Fiche pratique

Retraite d’un ancien fonctionnaire : rétablissement au régime général

Vérifié le 18 mars 2019 – Direction de l’information légale et administrative (Premier ministre)

Le fonctionnaire qui quitte définitivement la fonction publique (suite à démission, licenciement, révocation, …) sans justifier d’au moins 2 ans de services effectifs n’a pas droit à une pension de retraite de fonctionnaire.
Dans ce cas, le régime de retraite de base des fonctionnaires (SRE ou CNRACL) reverse ses cotisations salariales au régime général de la Sécurité sociale et au régime de retraite complémentaire de l’Ircantec.



Si vous quittez définitivement la fonction publique (suite à démission, licenciement, révocation, …) sans avoir accompli un minimum d’années de services, vous n’avez pas droit à une retraite du SRE ou de la CNRACL. Dans ce cas, vos cotisations salariales retraite sont reversées :

  • au régime général d’assurance vieillesse de la Sécurité sociale, c’est-à-dire
    à la Cnav (retraite de base),
  • et au régime de retraite de l’Ircantec (retraite complémentaire).

Lors de votre retraite, ce sont la Cnav et l’Ircantec qui vous verseront vos pensions au titre des périodes travaillées en tant que fonctionnaire.


  À savoir

les cotisations versées en tant que fonctionnaire au régime de retraite additionnelle de la fonction publique (RAFP) restent acquises auprès de ce régime.


Vos cotisations salariales sont reversées si vous ne justifiez pas d’au moins 2 ans de services effectifs en tant que fonctionnaire.


 À noter

aucune durée de services minimum n’est exigée en cas de radiation des cadres pour invalidité.


Vous n’avez aucune démarche à effectuer pour être rétabli au régime général. Le SRE ou la CNRACL se charge automatiquement de reverser vos cotisations salariales de fonctionnaire au régime général de la Sécurité sociale et à l’Ircantec. Le reversement est effectué dans l’année qui suit votre radiation des cadres.


Calcul

La Cnav et l’Ircantec recalculent quels auraient été les montants de vos cotisations salariales retraite, si vous aviez cotisé au régime général et à l’Ircantec.

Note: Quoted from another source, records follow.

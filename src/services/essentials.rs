// src/services/essentials.rs
// DOCUMENTATION: Nearby essentials around a point
// PURPOSE: Hospitals, ATMs, currency exchange and restaurants as day-0 markers

use crate::errors::TripError;
use crate::models::{Coordinates, Marker, MarkerCategory, MarkerDetails};
use crate::services::places_lookup::PlacesLookupClient;
use serde::{Deserialize, Serialize};
use std::str::FromStr;
use std::sync::Arc;

pub const ESSENTIALS_RADIUS_M: u32 = 5000;
pub const ESSENTIALS_LIMIT: usize = 5;

#[derive(Debug, Clone, Copy, PartialEq, Eq, Hash, Serialize, Deserialize)]
#[serde(rename_all = "lowercase")]
pub enum EssentialKind {
    Hospital,
    Atm,
    Exchange,
    Restaurant,
}

impl EssentialKind {
    pub const ALL: [EssentialKind; 4] = [
        EssentialKind::Hospital,
        EssentialKind::Atm,
        EssentialKind::Exchange,
        EssentialKind::Restaurant,
    ];

    pub fn as_str(self) -> &'static str {
        match self {
            EssentialKind::Hospital => "hospital",
            EssentialKind::Atm => "atm",
            EssentialKind::Exchange => "exchange",
            EssentialKind::Restaurant => "restaurant",
        }
    }

    /// Place type understood by the nearby search endpoint
    pub fn google_type(self) -> &'static str {
        match self {
            EssentialKind::Exchange => "currency_exchange",
            other => other.as_str(),
        }
    }

    pub fn category(self) -> MarkerCategory {
        match self {
            EssentialKind::Hospital => MarkerCategory::Hospital,
            EssentialKind::Atm => MarkerCategory::Atm,
            EssentialKind::Exchange => MarkerCategory::Exchange,
            EssentialKind::Restaurant => MarkerCategory::Restaurant,
        }
    }
}

impl FromStr for EssentialKind {
    type Err = TripError;

    fn from_str(s: &str) -> Result<Self, Self::Err> {
        EssentialKind::ALL
            .into_iter()
            .find(|k| k.as_str().eq_ignore_ascii_case(s.trim()))
            .ok_or_else(|| {
                TripError::InvalidInput(format!(
                    "Unknown essentials kind '{}'; expected hospital, atm, exchange or restaurant",
                    s
                ))
            })
    }
}

pub struct EssentialsService {
    lookup: Arc<PlacesLookupClient>,
}

impl EssentialsService {
    pub fn new(lookup: Arc<PlacesLookupClient>) -> Self {
        Self { lookup }
    }

    /// Up to five places of one kind within 5 km of `center`
    /// DOCUMENTATION: Lookup failures are logged and yield an empty list.
    pub async fn nearby(&self, center: Coordinates, kind: EssentialKind) -> Vec<Marker> {
        let places = match self
            .lookup
            .nearby(center, ESSENTIALS_RADIUS_M, kind.google_type())
            .await
        {
            Ok(places) => places,
            Err(e) => {
                log::warn!(
                    "Nearby {} search failed at {},{}: {}",
                    kind.as_str(),
                    center.lat,
                    center.lng,
                    e
                );
                return Vec::new();
            }
        };

        places
            .iter()
            .filter_map(|place| {
                let location = &place.geometry.location;
                let coords = Coordinates::new(location.lat, location.lng)?;
                Some((place, coords))
            })
            .take(ESSENTIALS_LIMIT)
            .enumerate()
            .map(|(index, (place, coords))| Marker {
                id: format!(
                    "{}-{}",
                    kind.as_str(),
                    place.place_id.clone().unwrap_or_else(|| index.to_string())
                ),
                latitude: coords.lat,
                longitude: coords.lng,
                name: place.name.clone(),
                category: kind.category(),
                day: 0,
                synthetic: false,
                details: MarkerDetails {
                    address: place.vicinity.clone(),
                    details: place.vicinity.clone(),
                    rating: place.rating.map(|r| r.to_string()),
                    ..Default::default()
                },
            })
            .collect()
    }
}

#[cfg(test)]
mod tests {
    use super::*;
    use crate::services::testing::FakePlaceSearch;
    use crate::services::usage::ApiUsageMonitor;
    use std::time::Duration;

    fn service(fake: FakePlaceSearch) -> EssentialsService {
        let lookup = PlacesLookupClient::new(
            Arc::new(fake),
            Arc::new(ApiUsageMonitor::new()),
            Duration::from_secs(60),
        );
        EssentialsService::new(Arc::new(lookup))
    }

    #[tokio::test]
    async fn test_limits_to_five_day_zero_markers() {
        let mut fake = FakePlaceSearch::new();
        for i in 0..7 {
            fake = fake.with_nearby(&format!("Clinic {}", i), 40.0 + i as f64 * 0.001, -3.7);
        }
        let essentials = service(fake);
        let center = Coordinates::new(40.0, -3.7).unwrap();

        let markers = essentials.nearby(center, EssentialKind::Hospital).await;
        assert_eq!(markers.len(), 5);
        assert!(markers.iter().all(|m| m.day == 0 && m.category == MarkerCategory::Hospital));
        assert_eq!(markers[0].id, "hospital-nearby-Clinic 0");
    }

    #[tokio::test]
    async fn test_failure_is_empty() {
        let essentials = service(FakePlaceSearch::new().failing());
        let center = Coordinates::new(40.0, -3.7).unwrap();
        assert!(essentials.nearby(center, EssentialKind::Atm).await.is_empty());
    }

    #[test]
    fn test_kind_parsing() {
        assert_eq!("ATM".parse::<EssentialKind>().unwrap(), EssentialKind::Atm);
        assert_eq!(EssentialKind::Exchange.google_type(), "currency_exchange");
        assert!("bakery".parse::<EssentialKind>().is_err());
    }
}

Pour la Cnav, c’est le dernier traitement indiciaire brut que vous avez perçu (dans la limite du plafond de Sécurité sociale) qui sert de base au calcul des cotisations.

Pour l’Ircantec, c’est la totalité de votre dernière rémunération qui sert de base de calcul. Tous les éléments composant votre rémunération sont pris en compte, sauf le supplément familial de traitement (SFT).

Si le montant des cotisations reversées par le SRE ou la CNRACL est inférieur au montant calculé par la Cnav et l’Ircantec, vous devez vous acquitter du montant de cotisations manquant.

En pratique, vos cotisations salariales de fonctionnaire sont d’abord reversées à la Cnav puis le solde à l’Ircantec. Lorsqu’elles sont insuffisantes pour couvrir la totalité du montant de vos cotisations salariales retraite au régime général, c’est donc l’Ircantec qui vous réclame un complément de paiement.

Paiement

Le délai pour vous acquitter de votre rappel de cotisations salariales correspond à la date du traitement de votre dossier reportée d’un trimestre par année validée.

Par exemple, un fonctionnaire n’a pas été titularisé à l’issue de sa période de stage qui s’est déroulé du 1er mai 2016 au 30 avril 2017. La validation de son année de stage au régime général et à l’Ircantec a été effectuée le 21 janvier 2018. Il avait jusqu’au 21 avril 2018 pour payer le solde de ses cotisations.

Si la totalité des cotisations dues n’a pas été payée à la date limite de paiement, les droits à la retraite correspondant sont perdus.

Lorsque le rétablissement au régime général s’effectue lors de votre départ à la retraite, les cotisations manquantes sont déduites de votre pension de retraite à raison de 20 % de son montant.


  À savoir

les cotisations salariales payées pour votre rétablissement au régime général sont déductibles de votre revenu imposable.